FEATURE: ARTIFICIAL IDIOCY

Edge Staff's picture

By Edge Staff

May 28, 2008

 

 

Clearly, when designers dumb down an AI they now need to be smarter about the way they make it stupid. For a game like Unreal Tournament 3, in which the AI opponents must act as much like human multiplayer opponents as possible, this is particularly important.

 

“We spent more time working on limiting AI capabilities in human-like ways, such as aiming accuracy or world-state knowledge, than any other AI problem,” says Polge. “Before UT3, the approach we used was to determine the factors that made human players more or less likely to hit a target – like whether the target was stationary or moving, whether its movement was erratic, whether the shooter had just been knocked around by a shot, whether the shooter was stationary or moving – and use these factors to modify the magnitude of the random aiming error.

 

“This approach worked reasonably well in terms of mimicking how frequently a target should be hit, but it broke down in a couple of ways.

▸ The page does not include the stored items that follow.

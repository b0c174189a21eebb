//! Service configuration.
//!
//! Loaded from a TOML file (default `hkweather.toml`). Every section and
//! field has a default, so a missing file or an empty table runs against
//! the live HKO endpoints. Secrets are kept out of the file where possible:
//! the IFTTT key is normally read from `IFTTT_WEB_API_KEY`, which may be
//! set in a `.env` file next to the binary.

use std::path::{Path, PathBuf};
use std::time::Duration;

use chrono_tz::Tz;
use serde::Deserialize;
use thiserror::Error;

use crate::endpoints::{
    DEFAULT_LATITUDE, DEFAULT_LONGITUDE, DEFAULT_RENDER_RETRY, FeedEndpoints, IFTTT_MAKER_BASE_URL,
    NOWCAST_PAGE_URL,
};

pub const DEFAULT_CONFIG_PATH: &str = "hkweather.toml";
pub const API_KEY_ENV: &str = "IFTTT_WEB_API_KEY";

#[derive(Debug, Error)]
pub enum ConfigError {
    #[error("cannot read config {path}: {source}")]
    Io {
        path: String,
        #[source]
        source: std::io::Error,
    },
    #[error("invalid config {path}: {source}")]
    Parse {
        path: String,
        #[source]
        source: toml::de::Error,
    },
    #[error("unknown timezone {0:?}")]
    Timezone(String),
}

// ---------------------------------------------------------------------------
// Sections
// ---------------------------------------------------------------------------

#[derive(Debug, Clone, Default, Deserialize)]
#[serde(default)]
pub struct ServiceConfig {
    pub feeds: FeedEndpoints,
    pub nowcast: NowcastConfig,
    pub webhook: WebhookConfig,
    pub server: ServerConfig,
    pub report: ReportConfig,
    pub http: HttpConfig,
}

#[derive(Debug, Clone, Deserialize)]
#[serde(default)]
pub struct NowcastConfig {
    pub page_url: String,
    pub latitude: f64,
    pub longitude: f64,
    /// Passed through to the renderer; it decides how to use it.
    pub retry: u32,
    pub renderer_program: String,
    pub renderer_script: PathBuf,
}

impl Default for NowcastConfig {
    fn default() -> Self {
        Self {
            page_url: NOWCAST_PAGE_URL.to_string(),
            latitude: DEFAULT_LATITUDE,
            longitude: DEFAULT_LONGITUDE,
            retry: DEFAULT_RENDER_RETRY,
            renderer_program: "node".to_string(),
            renderer_script: PathBuf::from("./scripts/get_rain.js"),
        }
    }
}

#[derive(Debug, Clone, Deserialize)]
#[serde(default)]
pub struct WebhookConfig {
    pub base_url: String,
    /// Fallback key when neither the CLI flag nor the environment has one.
    pub key: Option<String>,
}

impl Default for WebhookConfig {
    fn default() -> Self {
        Self {
            base_url: IFTTT_MAKER_BASE_URL.to_string(),
            key: None,
        }
    }
}

#[derive(Debug, Clone, Deserialize)]
#[serde(default)]
pub struct ServerConfig {
    pub host: String,
    pub port: u16,
}

impl Default for ServerConfig {
    fn default() -> Self {
        Self {
            host: "0.0.0.0".to_string(),
            port: 8080,
        }
    }
}

#[derive(Debug, Clone, Deserialize)]
#[serde(default)]
pub struct ReportConfig {
    /// IANA zone the report timestamp is shown in.
    pub timezone: String,
}

impl Default for ReportConfig {
    fn default() -> Self {
        Self {
            timezone: "Asia/Hong_Kong".to_string(),
        }
    }
}

#[derive(Debug, Clone, Deserialize)]
#[serde(default)]
pub struct HttpConfig {
    /// Overall request timeout. Unset means no timeout.
    pub timeout_secs: Option<u64>,
    pub user_agent: String,
}

impl Default for HttpConfig {
    fn default() -> Self {
        Self {
            timeout_secs: None,
            user_agent: concat!("hkweather_service/", env!("CARGO_PKG_VERSION")).to_string(),
        }
    }
}

impl HttpConfig {
    pub fn timeout(&self) -> Option<Duration> {
        self.timeout_secs.map(Duration::from_secs)
    }
}

// ---------------------------------------------------------------------------
// Loading
// ---------------------------------------------------------------------------

impl ServiceConfig {
    /// Reads `path`. A missing file yields the defaults; an unreadable or
    /// invalid one is an error.
    pub fn load(path: &Path) -> Result<Self, ConfigError> {
        if !path.exists() {
            return Ok(Self::default());
        }
        let text = std::fs::read_to_string(path).map_err(|source| ConfigError::Io {
            path: path.display().to_string(),
            source,
        })?;
        Self::from_toml(&text).map_err(|source| ConfigError::Parse {
            path: path.display().to_string(),
            source,
        })
    }

    pub fn from_toml(text: &str) -> Result<Self, toml::de::Error> {
        toml::from_str(text)
    }

    /// The configured report timezone.
    pub fn local_tz(&self) -> Result<Tz, ConfigError> {
        self.report
            .timezone
            .parse::<Tz>()
            .map_err(|_| ConfigError::Timezone(self.report.timezone.clone()))
    }

    /// Picks the webhook key: explicit flag, then `IFTTT_WEB_API_KEY`, then
    /// the config file. Empty values at any tier are skipped.
    pub fn resolve_api_key(&self, flag: Option<String>) -> Option<String> {
        self.pick_api_key(flag, std::env::var(API_KEY_ENV).ok())
    }

    fn pick_api_key(&self, flag: Option<String>, env: Option<String>) -> Option<String> {
        let non_empty = |k: &String| !k.is_empty();
        flag.filter(non_empty)
            .or_else(|| env.filter(non_empty))
            .or_else(|| self.webhook.key.clone().filter(non_empty))
    }
}

/// Loads `.env` into the process environment if present.
pub fn load_dotenv() {
    dotenv::dotenv().ok();
}

// ---------------------------------------------------------------------------
// Tests
// ---------------------------------------------------------------------------

#[cfg(test)]
mod tests {
    use super::*;
    use std::io::Write;

    #[test]
    fn test_empty_config_uses_defaults() {
        let config = ServiceConfig::from_toml("").expect("empty TOML is valid");
        assert_eq!(config.feeds, FeedEndpoints::default());
        assert_eq!(config.nowcast.retry, 5);
        assert_eq!(config.server.port, 8080);
        assert_eq!(config.local_tz().unwrap(), chrono_tz::Asia::Hong_Kong);
    }

    #[test]
    fn test_sections_override_defaults() {
        let config = ServiceConfig::from_toml(
            r#"
            [feeds]
            en = "file:///srv/fixtures/CurrentWeather.xml"

            [nowcast]
            latitude = 22.2911095
            longitude = 114.2003418
            retry = 2

            [server]
            port = 9000

            [report]
            timezone = "UTC"
            "#,
        )
        .expect("valid TOML should parse");
        assert_eq!(config.feeds.en, "file:///srv/fixtures/CurrentWeather.xml");
        assert_eq!(config.nowcast.retry, 2);
        assert_eq!(config.nowcast.renderer_program, "node");
        assert_eq!(config.server.port, 9000);
        assert_eq!(config.server.host, "0.0.0.0");
        assert_eq!(config.local_tz().unwrap(), chrono_tz::UTC);
    }

    #[test]
    fn test_unknown_timezone_is_rejected() {
        let config = ServiceConfig::from_toml("[report]\ntimezone = \"Mars/Olympus\"").unwrap();
        assert!(matches!(config.local_tz(), Err(ConfigError::Timezone(_))));
    }

    #[test]
    fn test_missing_file_yields_defaults() {
        let dir = tempfile::tempdir().unwrap();
        let config = ServiceConfig::load(&dir.path().join("absent.toml")).unwrap();
        assert_eq!(config.webhook.base_url, IFTTT_MAKER_BASE_URL);
    }

    #[test]
    fn test_invalid_file_is_parse_error() {
        let mut file = tempfile::NamedTempFile::new().unwrap();
        writeln!(file, "[server]\nport = \"not a port\"").unwrap();
        let err = ServiceConfig::load(file.path()).unwrap_err();
        assert!(matches!(err, ConfigError::Parse { .. }), "got {:?}", err);
    }

    #[test]
    fn test_env_key_used_without_flag() {
        let config = ServiceConfig::from_toml("[webhook]\nkey = \"from-file\"").unwrap();
        assert_eq!(
            config.pick_api_key(None, Some("from-env".to_string())).as_deref(),
            Some("from-env")
        );
    }

    #[test]
    fn test_empty_flag_falls_through_to_env() {
        let config = ServiceConfig::from_toml("[webhook]\nkey = \"from-file\"").unwrap();
        assert_eq!(
            config
                .pick_api_key(Some(String::new()), Some("from-env".to_string()))
                .as_deref(),
            Some("from-env")
        );
    }

    #[test]
    fn test_file_key_is_last_resort() {
        let config = ServiceConfig::from_toml("[webhook]\nkey = \"from-file\"").unwrap();
        assert_eq!(
            config.pick_api_key(Some(String::new()), Some(String::new())).as_deref(),
            Some("from-file")
        );
        let empty = ServiceConfig::from_toml("[webhook]\nkey = \"\"").unwrap();
        assert_eq!(empty.pick_api_key(None, None), None);
    }

    #[test]
    fn test_flag_key_wins() {
        let config = ServiceConfig::from_toml("[webhook]\nkey = \"from-file\"").unwrap();
        assert_eq!(
            config.resolve_api_key(Some("from-flag".to_string())).as_deref(),
            Some("from-flag")
        );
    }
}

The first was that at some extremes, such as [when the target was] very close or very far away, this accuracy model wasn’t as realistic. The second was that bots would miss as frequently as a human, but not in the same way. For example, when a player suddenly dodges to the side, other humans tend to miss by shooting where the player used to be going, rather than with a large spread around where the player is currently going.

 

“We improved the aiming model significantly in UT3 by adding reaction time to the bot’s model of where a player is going. Rather than extrapolating where a player will be when the projectile reaches their location based on the player’s current location and velocity, bots extrapolate their enemy’s position based on what they were doing a few hundred milliseconds ago – which is what humans do. This results in bot aiming ‘feeling’ much more human-like.”

 

Similar solutions have been developed to deal with the uncanny skillset of opponents in racing games. ‘Rubber-banding’ has been one way of addressing the issue of creating a consistently surmountable challenge, causing AI drivers to adjust their driving capabilities, or even achieve impossible speeds, in order to tax you regardless of how well or how poorly you are driving. This too has proved unconvincing at times, with considerable leads being improbably reduced in seconds and vice versa.

 

 

“Rubber-banding is an interesting artform,” says Hamish Young, a producer at Criterion who has worked on every Burnout game. “Essentially there are some cars in the pack you want to be around however badly the player plays, to encourage them to get back into the race. These are the back-markers. Then there are a group of cars in the middle who stretch between the back-markers and the pacemakers. The pacemakers are the front couple of cars and they in effect set the difficulty of a race. Over the course of the different Burnouts we have added more and more cars to the races, which means the rubber-banding can be more subtly spread across the pack.”

 

Burnout’s emphasis on battling with other vehicles and forcing them from the road allows for more variables by which the abilities of the AI can be reduced or increased – disguising the degree with which this is contrived to match player skill.

 

“I think in general in the genre you either get cars that drive almost impossibly well and often they ignore that you exist,” says Young. “In Burnout, neither cliché is true. We try to make our AI behave in a human way mainly by trying to get them to only make the same mistakes a human would. For Burnout, this would be things like mispredicting where a piece of cross-traffic will be and crashing into it. The reasons for misprediction are mostly similar to what a human experiences: there is a degree of guessing where the traffic will be and when you could potentially contact it. Causing AI to crash is relatively easy because you can directly play with its perception – for example, make it ignore a piece of traffic, make it think a corner is wider than it is, etc. Ultimately, it requires understanding the mistakes humans make and why their judgments are off and then building a system whose judgments can be similarly off.”